Founded as a game reserve in 1938, it became a national park in 1972. The reserve is surrounded with beautiful chalets that make tourists feel like home. There are lots of animals such buffalos, elephants and lions. The most interesting thing about that park is that you can be in the middle of the game park and see animals grazing or seeing antelope coming to your chalet or lions moving around. It is quite incredible.
The National Museum
Lusaka National Museum which started as a national political museum is now a cultural history institution specializing in ethnography and art, archaeology and history. Located on Presidential Avenue in Lusaka, it was commissioned by President Titus Chiluba and officially opened its doors to the public on October 25, 1996. The Museum is like a mini archive that gives an insight to the Zambia of old before modernisation. The Museum has two galleries, one on the ground floor of the museum building and the other on the upper floor of the building. The lower gallery is a temporary exhibition space in which temporary exhibitions on various themes and contemporary art are exhibited. The upper floor tells Zambia’s history and development from its prehistoric past to its contemporary way of life. Here, is a village square which designs focus on Zambian lifestyle, their root, where they are coming from before modernization. The purpose of the village square according to the tour guide is to teach people and also promoting traditional root.

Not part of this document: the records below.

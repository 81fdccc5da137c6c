#![allow(dead_code)]

use anonticket_protocol::{
    wire::{self, label},
    Error, Party, ProtocolDescriptor, Seed, SharedRunContext, Step, ValidationOutcome,
};
use anonticket_protocol::{central_verifier::TraceRecord, user::UserProfile};

pub const TEST_SEED: Seed = Seed::Deterministic(*b"NEVER USE THIS FOR ANYTHING REAL");

// Show protocol logs when a test fails.
pub fn init_logging() {
    let _ = env_logger::builder()
        .filter_level(log::LevelFilter::max())
        .is_test(true)
        .try_init();
}

pub fn profile(identity: &str, age: u64, status: &str) -> UserProfile {
    UserProfile {
        identity: identity.to_string(),
        age,
        status: status.to_string(),
    }
}

pub fn ack() -> Vec<u8> {
    wire::acknowledgement().unwrap()
}

// Feed each step the output of the one before it.
pub fn run(
    context: &mut SharedRunContext,
    steps: &[Step],
    message: Vec<u8>,
) -> Result<Vec<u8>, Error> {
    steps
        .iter()
        .try_fold(message, |message, step| context.handle_incoming(step, &message))
}

pub fn register(context: &mut SharedRunContext, party: Party) -> Result<(), Error> {
    let _ = run(
        context,
        &[
            Step::Register(party),
            Step::IssueCredential,
            Step::AcceptCredential(party),
        ],
        ack(),
    )?;
    Ok(())
}

// Certify the issuer and central verifier and enroll every verifier.
pub fn setup(descriptor: ProtocolDescriptor, user: UserProfile) -> SharedRunContext {
    init_logging();
    let mut context = SharedRunContext::new(descriptor, user, Seed::Entropy).unwrap();
    enroll_all(&mut context);
    context
}

pub fn enroll_all(context: &mut SharedRunContext) {
    register(context, Party::Issuer).unwrap();
    register(context, Party::CentralVerifier).unwrap();
    for name in context.descriptor().verifiers.clone() {
        let _ = run(
            context,
            &[Step::EnrollVerifier(name), Step::AcceptEnrollment],
            ack(),
        )
        .unwrap();
    }
}

pub fn buy_ticket(context: &mut SharedRunContext) -> Result<(), Error> {
    let _ = run(
        context,
        &[Step::RequestTicket, Step::IssueTicket, Step::AcceptTicket],
        ack(),
    )?;
    Ok(())
}

pub fn validate(
    context: &mut SharedRunContext,
    verifier: &str,
    slot: &str,
) -> Result<ValidationOutcome, Error> {
    let outcome = run(
        context,
        &[
            Step::Challenge {
                verifier: verifier.to_string(),
                slot: slot.to_string(),
            },
            Step::Present,
            Step::Validate(verifier.to_string()),
        ],
        ack(),
    )?;
    wire::open(label::VALIDATION_OUTCOME, &outcome)
}

pub fn trace(context: &mut SharedRunContext) -> Result<TraceRecord, Error> {
    let record = run(context, &[Step::SubmitTicket, Step::Trace], ack())?;
    wire::open(label::TRACE_RECORD, &record)
}
//! Protocol descriptors: the configuration of one run.
//!
//! The four protocol variants share one engine and differ only in what their descriptor turns on:
//!
//! | Variant       | Pricing claims                  | Delegation | Per-verifier pseudonyms |
//! |---------------|---------------------------------|------------|-------------------------|
//! | PPETS-ABC     | status set discount             | no         | no                      |
//! | PPETS-FGP     | age fare bands (range proofs)   | no         | no                      |
//! | AnonProxy     | none                            | yes        | no                      |
//! | AnonSSO       | none                            | no         | yes                     |
//!
//! Descriptors round-trip through JSON.

use crate::Error;
use anonticket_crypto::proofs::{Range, MAX_DIGIT_BASE};
use serde::{Deserialize, Serialize};
use std::collections::BTreeSet;

/// The protocol variant a run instantiates.
#[derive(Debug, Clone, Copy, PartialEq, Eq, Serialize, Deserialize)]
pub enum Variant {
    /// Privacy-preserving e-ticketing with attribute-based credentials.
    PpetsAbc,
    /// Privacy-preserving e-ticketing with fine-grained pricing.
    PpetsFgp,
    /// Anonymous tickets validated by proxy verifiers.
    AnonProxy,
    /// Anonymous single sign-on.
    AnonSso,
}

/// A price that applies to holders whose age lies in `[lower, upper)`.
#[derive(Debug, Clone, Copy, PartialEq, Eq, Serialize, Deserialize)]
pub struct FareBand {
    /// Inclusive lower bound.
    pub lower: u64,
    /// Exclusive upper bound.
    pub upper: u64,
    /// Price of a ticket in this band.
    pub price: u64,
}

impl FareBand {
    /// The age range of this band.
    pub fn range(&self) -> Result<Range, Error> {
        Ok(Range::new(self.lower, self.upper)?)
    }
}

/// A percentage discount for holders of one of the listed statuses.
#[derive(Debug, Clone, PartialEq, Eq, Serialize, Deserialize)]
pub struct StatusDiscount {
    /// Statuses that qualify.
    pub statuses: Vec<String>,
    /// Discount in percent.
    pub percent: u8,
}

/// The configuration of a protocol run.
#[derive(Debug, Clone, PartialEq, Eq, Serialize, Deserialize)]
pub struct ProtocolDescriptor {
    /// The variant this descriptor instantiates.
    pub variant: Variant,
    /// Name of the service tickets are sold for.
    pub service: String,
    /// Identity of the issuer.
    pub issuer: String,
    /// Identity of the central verifier.
    pub central_verifier: String,
    /// Identities of the verifiers; every ticket carries one tag per verifier.
    pub verifiers: Vec<String>,
    /// Price without any claim.
    pub base_price: u64,
    /// Age bands with their prices.
    pub fare_bands: Vec<FareBand>,
    /// Digit base of the range proofs for fare bands.
    pub digit_base: u64,
    /// Status set discount.
    pub status_discount: Option<StatusDiscount>,
    /// Whether verifiers may check tags of other verifiers through re-keys.
    pub delegation: bool,
    /// Whether presentations carry a pseudonym specific to the validating verifier.
    pub per_verifier_pseudonyms: bool,
    /// How long an issued ticket stays valid.
    pub validity: u64,
}

impl ProtocolDescriptor {
    fn with_variant(variant: Variant, service: &str, verifiers: &[&str]) -> Self {
        ProtocolDescriptor {
            variant,
            service: service.to_string(),
            issuer: "issuer".to_string(),
            central_verifier: "central-verifier".to_string(),
            verifiers: verifiers.iter().map(|v| v.to_string()).collect(),
            base_price: 10,
            fare_bands: Vec::new(),
            digit_base: 4,
            status_discount: None,
            delegation: false,
            per_verifier_pseudonyms: false,
            validity: 24 * 60 * 60,
        }
    }

    /// PPETS-ABC: half price for students, seniors and disabled holders.
    pub fn ppets_abc() -> Self {
        Self {
            status_discount: Some(StatusDiscount {
                statuses: vec![
                    "student".to_string(),
                    "senior".to_string(),
                    "disabled".to_string(),
                ],
                percent: 50,
            }),
            ..Self::with_variant(Variant::PpetsAbc, "metro", &["gate-a", "gate-b", "gate-c"])
        }
    }

    /// PPETS-FGP: prices by age band.
    pub fn ppets_fgp() -> Self {
        Self {
            fare_bands: vec![
                FareBand {
                    lower: 0,
                    upper: 18,
                    price: 5,
                },
                FareBand {
                    lower: 18,
                    upper: 65,
                    price: 10,
                },
                FareBand {
                    lower: 65,
                    upper: 150,
                    price: 6,
                },
            ],
            ..Self::with_variant(Variant::PpetsFgp, "rail", &["platform-1", "platform-2"])
        }
    }

    /// AnonProxy: verifiers may validate each other's tags.
    pub fn anon_proxy() -> Self {
        Self {
            delegation: true,
            ..Self::with_variant(Variant::AnonProxy, "venue", &["entrance", "backstage"])
        }
    }

    /// AnonSSO: one ticket signs the holder into several services under per-service pseudonyms.
    pub fn anon_sso() -> Self {
        Self {
            base_price: 0,
            per_verifier_pseudonyms: true,
            ..Self::with_variant(Variant::AnonSso, "sso", &["mail", "calendar", "storage"])
        }
    }

    /// Check that the descriptor describes a runnable protocol.
    pub fn validate(&self) -> Result<(), Error> {
        let fail = |reason: String| {
            log::error!("invalid protocol descriptor: {}", reason);
            Err(Error::Parameters(reason))
        };

        if self.verifiers.is_empty() {
            return fail("at least one verifier is required".to_string());
        }
        let mut names = BTreeSet::new();
        for name in self
            .verifiers
            .iter()
            .chain([&self.issuer, &self.central_verifier])
        {
            if !names.insert(name.as_str()) {
                return fail(format!("party name {:?} is used twice", name));
            }
        }
        if !(2..=MAX_DIGIT_BASE).contains(&self.digit_base) {
            return fail(format!("digit base {} is not supported", self.digit_base));
        }
        for band in &self.fare_bands {
            if band.lower >= band.upper {
                return fail(format!("fare band [{}, {}) is empty", band.lower, band.upper));
            }
        }
        if let Some(discount) = &self.status_discount {
            if discount.percent > 100 || discount.statuses.is_empty() {
                return fail("status discount is malformed".to_string());
            }
        }
        if self.validity == 0 {
            return fail("tickets must be valid for some time".to_string());
        }
        Ok(())
    }

    /// Index of the first fare band containing `age`.
    pub fn fare_band_for(&self, age: u64) -> Option<usize> {
        self.fare_bands
            .iter()
            .position(|band| band.lower <= age && age < band.upper)
    }

    /// Whether `status` earns the status discount.
    pub fn qualifies_for_discount(&self, status: &str) -> bool {
        self.status_discount
            .as_ref()
            .map_or(false, |discount| discount.statuses.iter().any(|s| s == status))
    }

    /// The price for a ticket, given the proven fare band and whether a discount status was proven.
    pub fn price(&self, fare_band: Option<usize>, discounted: bool) -> Result<u64, Error> {
        let base = match fare_band {
            Some(index) => {
                self.fare_bands
                    .get(index)
                    .ok_or_else(|| Error::Format(format!("no fare band {}", index)))?
                    .price
            }
            None => self.base_price,
        };
        match (&self.status_discount, discounted) {
            (Some(discount), true) => {
                let off = u128::from(base) * u128::from(discount.percent) / 100;
                u64::try_from(off)
                    .ok()
                    .and_then(|off| base.checked_sub(off))
                    .ok_or_else(|| {
                        Error::Parameters(format!("{}% discount exceeds the price", discount.percent))
                    })
            }
            (None, true) => Err(Error::Format(
                "status claim without a status discount".to_string(),
            )),
            (_, false) => Ok(base),
        }
    }

    /// Serialize as JSON.
    pub fn to_json(&self) -> Result<String, Error> {
        serde_json::to_string_pretty(self).map_err(|e| Error::Format(e.to_string()))
    }

    /// Parse and validate a JSON descriptor.
    pub fn from_json(json: &str) -> Result<Self, Error> {
        let descriptor: Self =
            serde_json::from_str(json).map_err(|e| Error::Parameters(e.to_string()))?;
        descriptor.validate()?;
        Ok(descriptor)
    }
}

#[cfg(test)]
mod test {
    use super::*;

    #[test]
    fn presets_are_valid() {
        for descriptor in [
            ProtocolDescriptor::ppets_abc(),
            ProtocolDescriptor::ppets_fgp(),
            ProtocolDescriptor::anon_proxy(),
            ProtocolDescriptor::anon_sso(),
        ] {
            descriptor.validate().unwrap();
            let decoded = ProtocolDescriptor::from_json(&descriptor.to_json().unwrap()).unwrap();
            assert_eq!(decoded, descriptor);
        }
    }

    #[test]
    fn prices_follow_claims() {
        let fgp = ProtocolDescriptor::ppets_fgp();
        assert_eq!(fgp.fare_band_for(12), Some(0));
        assert_eq!(fgp.fare_band_for(70), Some(2));
        assert_eq!(fgp.fare_band_for(150), None);
        assert_eq!(fgp.price(Some(2), false).unwrap(), 6);
        assert_eq!(fgp.price(None, false).unwrap(), 10);
        assert!(fgp.price(Some(7), false).is_err());
        assert!(fgp.price(None, true).is_err());

        let abc = ProtocolDescriptor::ppets_abc();
        assert!(abc.qualifies_for_discount("senior"));
        assert!(!abc.qualifies_for_discount("adult"));
        assert_eq!(abc.price(None, true).unwrap(), 5);
    }

    #[test]
    fn large_prices_do_not_overflow() {
        let mut abc = ProtocolDescriptor::ppets_abc();
        abc.base_price = u64::MAX;
        assert_eq!(abc.price(None, false).unwrap(), u64::MAX);
        assert_eq!(abc.price(None, true).unwrap(), u64::MAX - u64::MAX / 2);

        if let Some(discount) = abc.status_discount.as_mut() {
            discount.percent = 200;
        }
        assert!(matches!(abc.price(None, true), Err(Error::Parameters(_))));
    }

    #[test]
    fn malformed_descriptors_are_rejected() {
        let mut duplicate = ProtocolDescriptor::anon_proxy();
        duplicate.verifiers.push("entrance".to_string());
        assert!(matches!(duplicate.validate(), Err(Error::Parameters(_))));

        let mut clash = ProtocolDescriptor::anon_proxy();
        clash.issuer = "entrance".to_string();
        assert!(clash.validate().is_err());

        let mut base = ProtocolDescriptor::ppets_fgp();
        base.digit_base = 1;
        assert!(base.validate().is_err());

        let mut band = ProtocolDescriptor::ppets_fgp();
        band.fare_bands[0].upper = 0;
        assert!(band.validate().is_err());

        let mut none = ProtocolDescriptor::anon_sso();
        none.verifiers.clear();
        assert!(none.validate().is_err());
    }
}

In Zambian culture, parents don’t communicate with their children in those days because it is believed to be a taboo. The elderly people communicate with their children through folk tale. The upper gallery also hosts children’s corner through which the museum introduces the young Zambian’s heritage through various practical educational activities. Also, there is Nachikufu Café which was discovered to have been used by the bush man in the Northern Zambia in those days.
One thing a tourist cannot miss outside the massive National Museum is a gigantic statue. Called Anti-Retroviral man, it was erected in memory of Winstone Zulu, a young Zambian man who was the first to declare his HIV status in 1989. He was a young bright man and was selected to study Political Science in Russia. At that time, HIV was considered a death sentence and therefore, could not go for studies. Instead of hiding his status, he went on television, radio and travelled all over the world telling his story. In his memory, Art4Art was inspired by individuals like Zulu, who proved that it is possible to be on treatment and lead a fruitful life. Furthermore, Art4Art through anti-retroviral man aims to encourage people living with HIV that not all hope is lost. With my latest adventure, I found out that for lovers of nature, Zambia is a must visit country.